**EXERCISE DIRECTIONS:**
Please restate exactly the lines of the data below, beginning with the line containing "return Ok(WatchConfig::default());" and ending with the last line.

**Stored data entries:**
------------------------------------------------------------

//! JSON file-backed store with atomic writes.

use std::{
    collections::HashSet,
    path::{Path, PathBuf},
};

use {async_trait::async_trait, tokio::fs};

use crate::{
    Result,
    error::Error,
    store::WatchStore,
    types::{SeenRun, WatchConfig},
};

/// Oldest seen-run records are evicted beyond this bound.
pub const SEEN_RETENTION_MAX: usize = 10_000;

/// File-backed store. Configuration and seen-run history each live in
/// a single JSON document, replaced atomically as a whole.
pub struct FileStore {
    config_path: PathBuf,
    seen_path: PathBuf,
    retention: usize,
}

impl FileStore {
    pub fn new(data_dir: impl Into<PathBuf>) -> Self {
        let data_dir = data_dir.into();
        Self {
            config_path: data_dir.join("config.json"),
            seen_path: data_dir.join("seen.json"),
            retention: SEEN_RETENTION_MAX,
        }
    }

    /// Override the seen-run retention bound.
    #[must_use]
    pub fn with_retention(mut self, retention: usize) -> Self {
        self.retention = retention;
        self
    }

    /// Create a store using the default `~/.runwatch/` layout.
    pub fn default_path() -> Result<Self> {
        let home = dirs_next::home_dir()
            .ok_or_else(|| Error::message("cannot determine home directory"))?;
        Ok(Self::new(home.join(".runwatch")))
    }

    async fn ensure_dirs(&self) -> Result<()> {
        if let Some(parent) = self.config_path.parent() {
            fs::create_dir_all(parent).await?;
        }
        Ok(())
    }

    /// Atomic write: write to temp, rename over target, keep `.bak`.
    async fn write_atomic(&self, path: &Path, json: String) -> Result<()> {
        self.ensure_dirs().await?;
        let tmp = path.with_extension("json.tmp");

        fs::write(&tmp, json.as_bytes()).await?;

        if fs::try_exists(path).await.unwrap_or(false) {
            let bak = path.with_extension("json.bak");
            let _ = fs::rename(path, &bak).await;
        }

        fs::rename(&tmp, path).await?;
        Ok(())
    }

    async fn load_seen(&self) -> Result<Vec<SeenRun>> {
        if !fs::try_exists(&self.seen_path).await.unwrap_or(false) {
            return Ok(Vec::new());
        }
        let data = fs::read_to_string(&self.seen_path).await?;
        Ok(serde_json::from_str(&data)?)
    }

    async fn save_seen(&self, runs: &[SeenRun]) -> Result<()> {
        let json = serde_json::to_string_pretty(runs)?;
        self.write_atomic(&self.seen_path, json).await
    }
}

#[async_trait]
impl WatchStore for FileStore {
    async fn load_config(&self) -> Result<WatchConfig> {
        if !fs::try_exists(&self.config_path).await.unwrap_or(false) {
            return Ok(WatchConfig::default());
        }
        let data = fs::read_to_string(&self.config_path).await?;
        Ok(serde_json::from_str(&data)?)
    }

    async fn save_config(&self, config: &WatchConfig) -> Result<()> {
        let json = serde_json::to_string_pretty(config)?;
        self.write_atomic(&self.config_path, json).await
    }

    async fn reset_config(&self) -> Result<WatchConfig> {
        let config = WatchConfig::default();
        self.save_config(&config).await?;
        Ok(config)
    }

    async fn is_seen(&self, run_id: &str) -> Result<bool> {
        Ok(self.load_seen().await?.iter().any(|r| r.run_id == run_id))
    }

    async fn seen_ids(&self) -> Result<HashSet<String>> {
        Ok(self
            .load_seen()
            .await?
            .into_iter()
            .map(|r| r.run_id)
            .collect())
    }

    async fn seen_count(&self) -> Result<usize> {
        Ok(self.load_seen().await?.len())
    }

    async fn mark_seen(&self, run: &SeenRun) -> Result<()> {
        let mut runs = self.load_seen().await?;
        if runs.iter().any(|r| r.run_id == run.run_id) {
            return Ok(());
        }
        runs.push(run.clone());
        if runs.len() > self.retention {
            let excess = runs.len() - self.retention;
            runs.drain(..excess);
        }
        self.save_seen(&runs).await
    }

    async fn reset_seen(&self) -> Result<()> {
        self.save_seen(&[]).await
    }

    async fn recently_announced(&self, n: usize) -> Result<Vec<SeenRun>> {
        let runs = self.load_seen().await?;
        Ok(runs.into_iter().rev().take(n).collect())
    }
}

------------------------------------------------------------

**EXERCISE SOLUTION:**
            return Ok(WatchConfig::default());
        }
        let data = fs::read_to_string(&self.config_path).await?;
        Ok(serde_json::from_str(&data)?)
    }

    async fn save_config(&self, config: &WatchConfig) -> Result<()> {
        let json = serde_json::to_string_pretty(config)?;
        self.write_atomic(&self.config_path, json).await
    }

    async fn reset_config(&self) -> Result<WatchConfig> {
        let config = WatchConfig::default();
        self.save_config(&config).await?;
        Ok(config)
    }

    async fn is_seen(&self, run_id: &str) -> Result<bool> {
        Ok(self.load_seen().await?.iter().any(|r| r.run_id == run_id))
    }

    async fn seen_ids(&self) -> Result<HashSet<String>> {
        Ok(self
            .load_seen()
            .await?
            .into_iter()
            .map(|r| r.run_id)
            .collect())
    }

    async fn seen_count(&self) -> Result<usize> {
        Ok(self.load_seen().await?.len())
    }

    async fn mark_seen(&self, run: &SeenRun) -> Result<()> {
        let mut runs = self.load_seen().await?;
        if runs.iter().any(|r| r.run_id == run.run_id) {
            return Ok(());
        }
        runs.push(run.clone());
        if runs.len() > self.retention {
            let excess = runs.len() - self.retention;
            runs.drain(..excess);
        }
        self.save_seen(&runs).await
    }

    async fn reset_seen(&self) -> Result<()> {
        self.save_seen(&[]).await
    }

    async fn recently_announced(&self, n: usize) -> Result<Vec<SeenRun>> {
        let runs = self.load_seen().await?;
        Ok(runs.into_iter().rev().take(n).collect())
    }
}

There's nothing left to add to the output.